Stored data entries
══════

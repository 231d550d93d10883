//! Store-level tests for card ordering, status compare-and-set and cascades.

use fms_core::discipline::DisciplineConfig;
use fms_core::fight_card;
use fms_core::status::{EventStatus, FightStatus};
use fms_core::types::{DbId, OrderNumber};
use fms_db::models::event::CreateEvent;
use fms_db::models::fight::CreateFight;
use fms_db::models::participant::CreateParticipant;
use fms_db::models::team::CreateTeam;
use fms_db::repositories::{EventRepo, FightRepo, ParticipantRepo, TeamRepo};
use sqlx::PgPool;

async fn seed_event(pool: &PgPool) -> DbId {
    EventRepo::create(
        pool,
        &CreateEvent {
            name: "Fight Night".to_string(),
            discipline: DisciplineConfig::default(),
        },
    )
    .await
    .unwrap()
    .id
}

async fn seed_participant(pool: &PgPool, event_id: DbId, name: &str) -> DbId {
    ParticipantRepo::create(
        pool,
        event_id,
        &CreateParticipant {
            name: name.to_string(),
            weight: Some(70.5),
            team_id: None,
        },
    )
    .await
    .unwrap()
    .id
}

async fn seed_fight(
    pool: &PgPool,
    event_id: DbId,
    a: DbId,
    b: DbId,
    order_number: OrderNumber,
) -> DbId {
    FightRepo::create(
        pool,
        event_id,
        &CreateFight {
            participant_a_id: a,
            participant_b_id: b,
            order_number,
        },
    )
    .await
    .unwrap()
    .id
}

async fn card(pool: &PgPool, event_id: DbId) -> Vec<(DbId, OrderNumber)> {
    FightRepo::list_by_event(pool, event_id)
        .await
        .unwrap()
        .into_iter()
        .map(|f| (f.id, f.order_number))
        .collect()
}

fn constraint_of(err: &sqlx::Error) -> Option<String> {
    match err {
        sqlx::Error::Database(db) => db.constraint().map(str::to_string),
        _ => None,
    }
}

#[sqlx::test(migrations = "../../db/migrations")]
async fn test_new_event_starts_in_draft(pool: PgPool) {
    let event_id = seed_event(&pool).await;
    let event = EventRepo::find_by_id(&pool, event_id).await.unwrap().unwrap();
    assert_eq!(event.status, EventStatus::Draft);
    assert_eq!(event.discipline.0, DisciplineConfig::default());
}

#[sqlx::test(migrations = "../../db/migrations")]
async fn test_duplicate_order_number_hits_unique_index(pool: PgPool) {
    let event_id = seed_event(&pool).await;
    let p1 = seed_participant(&pool, event_id, "P1").await;
    let p2 = seed_participant(&pool, event_id, "P2").await;
    let p3 = seed_participant(&pool, event_id, "P3").await;
    seed_fight(&pool, event_id, p1, p2, 1).await;

    let err = FightRepo::create(
        &pool,
        event_id,
        &CreateFight {
            participant_a_id: p2,
            participant_b_id: p3,
            order_number: 1,
        },
    )
    .await
    .unwrap_err();

    assert_eq!(constraint_of(&err).as_deref(), Some("uq_fights_event_order"));
    assert_eq!(card(&pool, event_id).await.len(), 1);
}

#[sqlx::test(migrations = "../../db/migrations")]
async fn test_same_participant_twice_hits_check(pool: PgPool) {
    let event_id = seed_event(&pool).await;
    let p1 = seed_participant(&pool, event_id, "P1").await;

    let err = FightRepo::create(
        &pool,
        event_id,
        &CreateFight {
            participant_a_id: p1,
            participant_b_id: p1,
            order_number: 1,
        },
    )
    .await
    .unwrap_err();

    assert_eq!(
        constraint_of(&err).as_deref(),
        Some("ck_fights_distinct_participants")
    );
}

#[sqlx::test(migrations = "../../db/migrations")]
async fn test_two_phase_rotation_keeps_card_unique(pool: PgPool) {
    let event_id = seed_event(&pool).await;
    let p1 = seed_participant(&pool, event_id, "P1").await;
    let p2 = seed_participant(&pool, event_id, "P2").await;
    let f1 = seed_fight(&pool, event_id, p1, p2, 1).await;
    let f2 = seed_fight(&pool, event_id, p2, p1, 2).await;
    let f3 = seed_fight(&pool, event_id, p1, p2, 3).await;

    let mut tx = pool.begin().await.unwrap();
    let slots: Vec<_> = FightRepo::lock_card(&mut *tx, event_id)
        .await
        .unwrap()
        .iter()
        .map(|f| f.slot())
        .collect();
    let plan = fight_card::plan_reorder(
        &slots,
        &[
            fight_card::ReorderAssignment { fight_id: f1, new_order_number: 3 },
            fight_card::ReorderAssignment { fight_id: f2, new_order_number: 1 },
            fight_card::ReorderAssignment { fight_id: f3, new_order_number: 2 },
        ],
    )
    .unwrap();
    let staged: Vec<_> = plan.staged().collect();
    assert_eq!(
        FightRepo::assign_order_numbers(&mut *tx, event_id, &staged).await.unwrap(),
        3
    );
    tx.commit().await.unwrap();

    // Between phases every affected fight holds a negative placeholder.
    assert!(card(&pool, event_id).await.iter().all(|(_, o)| *o < 0));

    let mut tx = pool.begin().await.unwrap();
    let targets: Vec<_> = plan.targets().collect();
    FightRepo::assign_order_numbers(&mut *tx, event_id, &targets)
        .await
        .unwrap();
    tx.commit().await.unwrap();

    assert_eq!(card(&pool, event_id).await, vec![(f2, 1), (f3, 2), (f1, 3)]);
}

#[sqlx::test(migrations = "../../db/migrations")]
async fn test_staging_clears_leftover_positions_in_the_batch(pool: PgPool) {
    let event_id = seed_event(&pool).await;
    let p1 = seed_participant(&pool, event_id, "P1").await;
    let p2 = seed_participant(&pool, event_id, "P2").await;
    let f1 = seed_fight(&pool, event_id, p1, p2, 1).await;
    let f2 = seed_fight(&pool, event_id, p2, p1, 2).await;

    // f1 was left at -2 by a batch that never reached its second phase.
    sqlx::query("UPDATE fights SET order_number = -2 WHERE id = $1")
        .bind(f1)
        .execute(&pool)
        .await
        .unwrap();

    let mut tx = pool.begin().await.unwrap();
    let slots: Vec<_> = FightRepo::lock_card(&mut *tx, event_id)
        .await
        .unwrap()
        .iter()
        .map(|f| f.slot())
        .collect();
    let plan = fight_card::plan_reorder(
        &slots,
        &[
            fight_card::ReorderAssignment { fight_id: f2, new_order_number: 2 },
            fight_card::ReorderAssignment { fight_id: f1, new_order_number: 1 },
        ],
    )
    .unwrap();
    let staged: Vec<_> = plan.staged().collect();
    FightRepo::assign_order_numbers(&mut *tx, event_id, &staged)
        .await
        .unwrap();
    tx.commit().await.unwrap();

    let targets: Vec<_> = plan.targets().collect();
    let mut tx = pool.begin().await.unwrap();
    FightRepo::assign_order_numbers(&mut *tx, event_id, &targets)
        .await
        .unwrap();
    tx.commit().await.unwrap();

    assert_eq!(card(&pool, event_id).await, vec![(f1, 1), (f2, 2)]);
}

#[sqlx::test(migrations = "../../db/migrations")]
async fn test_direct_swap_without_staging_is_rejected(pool: PgPool) {
    let event_id = seed_event(&pool).await;
    let p1 = seed_participant(&pool, event_id, "P1").await;
    let p2 = seed_participant(&pool, event_id, "P2").await;
    let f1 = seed_fight(&pool, event_id, p1, p2, 1).await;
    let f2 = seed_fight(&pool, event_id, p2, p1, 2).await;

    let mut tx = pool.begin().await.unwrap();
    let err = FightRepo::assign_order_numbers(&mut *tx, event_id, &[(f1, 2), (f2, 1)])
        .await
        .unwrap_err();
    assert_eq!(constraint_of(&err).as_deref(), Some("uq_fights_event_order"));
    drop(tx);

    assert_eq!(card(&pool, event_id).await, vec![(f1, 1), (f2, 2)]);
}

#[sqlx::test(migrations = "../../db/migrations")]
async fn test_status_compare_and_set(pool: PgPool) {
    let event_id = seed_event(&pool).await;
    let p1 = seed_participant(&pool, event_id, "P1").await;
    let p2 = seed_participant(&pool, event_id, "P2").await;
    let f1 = seed_fight(&pool, event_id, p1, p2, 1).await;

    fight_card::validate_transition(FightStatus::Scheduled, FightStatus::Announced).unwrap();
    let moved = FightRepo::compare_and_set_status(
        &pool,
        event_id,
        f1,
        FightStatus::Scheduled,
        FightStatus::Announced,
    )
    .await
    .unwrap();
    assert_eq!(moved.unwrap().status, FightStatus::Announced);

    // A second writer still expecting Scheduled loses.
    let stale = FightRepo::compare_and_set_status(
        &pool,
        event_id,
        f1,
        FightStatus::Scheduled,
        FightStatus::Cancelled,
    )
    .await
    .unwrap();
    assert!(stale.is_none());
}

#[sqlx::test(migrations = "../../db/migrations")]
async fn test_event_status_compare_and_set(pool: PgPool) {
    let event_id = seed_event(&pool).await;

    let active = EventRepo::set_status(&pool, event_id, EventStatus::Draft, EventStatus::Active)
        .await
        .unwrap();
    assert_eq!(active.unwrap().status, EventStatus::Active);

    let stale = EventRepo::set_status(&pool, event_id, EventStatus::Draft, EventStatus::Active)
        .await
        .unwrap();
    assert!(stale.is_none());
}

#[sqlx::test(migrations = "../../db/migrations")]
async fn test_updated_at_moves_on_update(pool: PgPool) {
    let event_id = seed_event(&pool).await;
    let before = EventRepo::find_by_id(&pool, event_id).await.unwrap().unwrap();

    sqlx::query("UPDATE events SET name = 'Renamed' WHERE id = $1")
        .bind(event_id)
        .execute(&pool)
        .await
        .unwrap();

    let after = EventRepo::find_by_id(&pool, event_id).await.unwrap().unwrap();
    assert!(after.updated_at >= before.updated_at);
    assert_eq!(after.created_at, before.created_at);
}

#[sqlx::test(migrations = "../../db/migrations")]
async fn test_deleting_team_nulls_participant_team(pool: PgPool) {
    let event_id = seed_event(&pool).await;
    let team = TeamRepo::create(
        &pool,
        event_id,
        &CreateTeam {
            name: "Red".to_string(),
        },
    )
    .await
    .unwrap();
    let participant = ParticipantRepo::create(
        &pool,
        event_id,
        &CreateParticipant {
            name: "P1".to_string(),
            weight: None,
            team_id: Some(team.id),
        },
    )
    .await
    .unwrap();

    assert!(TeamRepo::delete(&pool, event_id, team.id).await.unwrap());

    let view = ParticipantRepo::find_in_event(&pool, event_id, participant.id)
        .await
        .unwrap()
        .unwrap();
    assert_eq!(view.participant.team_id, None);
    assert_eq!(view.team_name, None);
}

#[sqlx::test(migrations = "../../db/migrations")]
async fn test_live_fight_blocks_participant_delete_at_store(pool: PgPool) {
    let event_id = seed_event(&pool).await;
    let p1 = seed_participant(&pool, event_id, "P1").await;
    let p2 = seed_participant(&pool, event_id, "P2").await;
    seed_fight(&pool, event_id, p1, p2, 1).await;

    let err = ParticipantRepo::delete(&pool, event_id, p1).await.unwrap_err();
    match &err {
        sqlx::Error::Database(db) => assert_eq!(db.code().as_deref(), Some("23503")),
        other => panic!("expected foreign key violation, got {other:?}"),
    }
    assert!(ParticipantRepo::exists_in_event(&pool, event_id, p1).await.unwrap());
}

#[sqlx::test(migrations = "../../db/migrations")]
async fn test_deleting_event_cascades(pool: PgPool) {
    let event_id = seed_event(&pool).await;
    let p1 = seed_participant(&pool, event_id, "P1").await;
    let p2 = seed_participant(&pool, event_id, "P2").await;
    seed_fight(&pool, event_id, p1, p2, 1).await;

    assert!(EventRepo::delete(&pool, event_id).await.unwrap());

    let (fights,): (i64,) = sqlx::query_as("SELECT COUNT(*) FROM fights")
        .fetch_one(&pool)
        .await
        .unwrap();
    let (participants,): (i64,) = sqlx::query_as("SELECT COUNT(*) FROM participants")
        .fetch_one(&pool)
        .await
        .unwrap();
    assert_eq!((fights, participants), (0, 0));
}

#[sqlx::test(migrations = "../../db/migrations")]
async fn test_event_detail_counts(pool: PgPool) {
    let event_id = seed_event(&pool).await;
    TeamRepo::create(&pool, event_id, &CreateTeam { name: "Red".to_string() })
        .await
        .unwrap();
    let p1 = seed_participant(&pool, event_id, "P1").await;
    let p2 = seed_participant(&pool, event_id, "P2").await;
    seed_fight(&pool, event_id, p1, p2, 1).await;

    let detail = EventRepo::find_detail(&pool, event_id).await.unwrap().unwrap();
    assert_eq!(
        (detail.team_count, detail.participant_count, detail.fight_count),
        (1, 2, 1)
    );
}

══════

■ **PROMPT**
The answer should hold only the lines from the start of the records above through the line containing "async fn seed_event(pool: &PgPool)", each set down exactly.

■ **RESULT OF THE TASK**
repository 231d550d93d10883
//! Store-level tests for card ordering, status compare-and-set and cascades.

use fms_core::discipline::DisciplineConfig;
use fms_core::fight_card;
use fms_core::status::{EventStatus, FightStatus};
use fms_core::types::{DbId, OrderNumber};
use fms_db::models::event::CreateEvent;
use fms_db::models::fight::CreateFight;
use fms_db::models::participant::CreateParticipant;
use fms_db::models::team::CreateTeam;
use fms_db::repositories::{EventRepo, FightRepo, ParticipantRepo, TeamRepo};
use sqlx::PgPool;

async fn seed_event(pool: &PgPool) -> DbId {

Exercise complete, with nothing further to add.